When the index case of the coronavirus was first identified last month, one of the first preventive measures that people are encouraged to do is to wear face masks.
In fact, many health experts rightfully relied on the Ebola Virus experience from a few years ago. Among other things, one of the key factors was the face mask and its role.
And while the science as to why face masks are important in keeping a person safe from infectious diseases hasn’t changed, the economic realities and public guidance around the current coronavirus may be shifting in a divergent direction.
Do You Need A Mask?
The answer to this question depends on who you talk to. Since the index case was announced in the country, there has been a sharp increase in the cost of face mask practically making it out of reach to Nigerians.
Health and medical workers who care for the sick and who must use face masks do not have any to work with. The masks are simply no longer available or are way too expensive.

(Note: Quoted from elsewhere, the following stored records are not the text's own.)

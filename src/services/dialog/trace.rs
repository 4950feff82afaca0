//! Per-turn transition bookkeeping and the hop guard.

use crate::error::{Error, Result};

/// One transition taken during a turn.
#[derive(Debug, Clone, PartialEq, Eq)]
pub struct Hop {
    pub from: String,
    pub to: String,
}

/// Records the transitions of a single turn and stops runaway loops.
///
/// Every transition counts as one hop. Exceeding `max_hops` in one turn fails
/// with [`Error::TransitionLoop`] carrying the visited path.
#[derive(Debug, Clone)]
pub struct TransitionTrace {
    max_hops: u32,
    origin: String,
    hops: Vec<Hop>,
}

impl TransitionTrace {
    pub fn new(max_hops: u32, origin: impl Into<String>) -> Self {
        Self {
            max_hops,
            origin: origin.into(),
            hops: Vec::new(),
        }
    }

    pub fn record(&mut self, to: impl Into<String>) -> Result<()> {
        let from = self
            .hops
            .last()
            .map(|hop| hop.to.clone())
            .unwrap_or_else(|| self.origin.clone());

        self.hops.push(Hop { from, to: to.into() });

        if self.hop_count() > self.max_hops {
            return Err(Error::TransitionLoop {
                hops: self.hop_count(),
                path: self.path(),
            });
        }
        Ok(())
    }

    pub fn hop_count(&self) -> u32 {
        u32::try_from(self.hops.len()).unwrap_or(u32::MAX)
    }

    pub fn has_moved(&self) -> bool {
        !self.hops.is_empty()
    }

    /// Origin followed by every destination, in order.
    pub fn path(&self) -> Vec<String> {
        std::iter::once(self.origin.clone())
            .chain(self.hops.iter().map(|hop| hop.to.clone()))
            .collect()
    }

    pub fn hops(&self) -> &[Hop] {
        &self.hops
    }
}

Nigeria’s government appears not to have, as a matter of policy, the use of a face mask in the fight against the virus. The Minister of Health in a tweet outlines in strictest terms how Nigeria would beat the virus.
But this is to change since new evidence suggests the coronavirus is airborne instead of human contacts as the sole transmission means. The CDC announced the use of face cloth masks for everybody who may be stepping out to the public.
In light of this, a growing number of Nigerians are already opting to cover their noses and mouths with makeshift masks, such as bandannas, handkerchiefs and, of course, scarves.
In the US, Dr. Anthony Fauci, director of the National Institute of Allergy and Infectious Diseases said that health officials are actually trying to change that guideline.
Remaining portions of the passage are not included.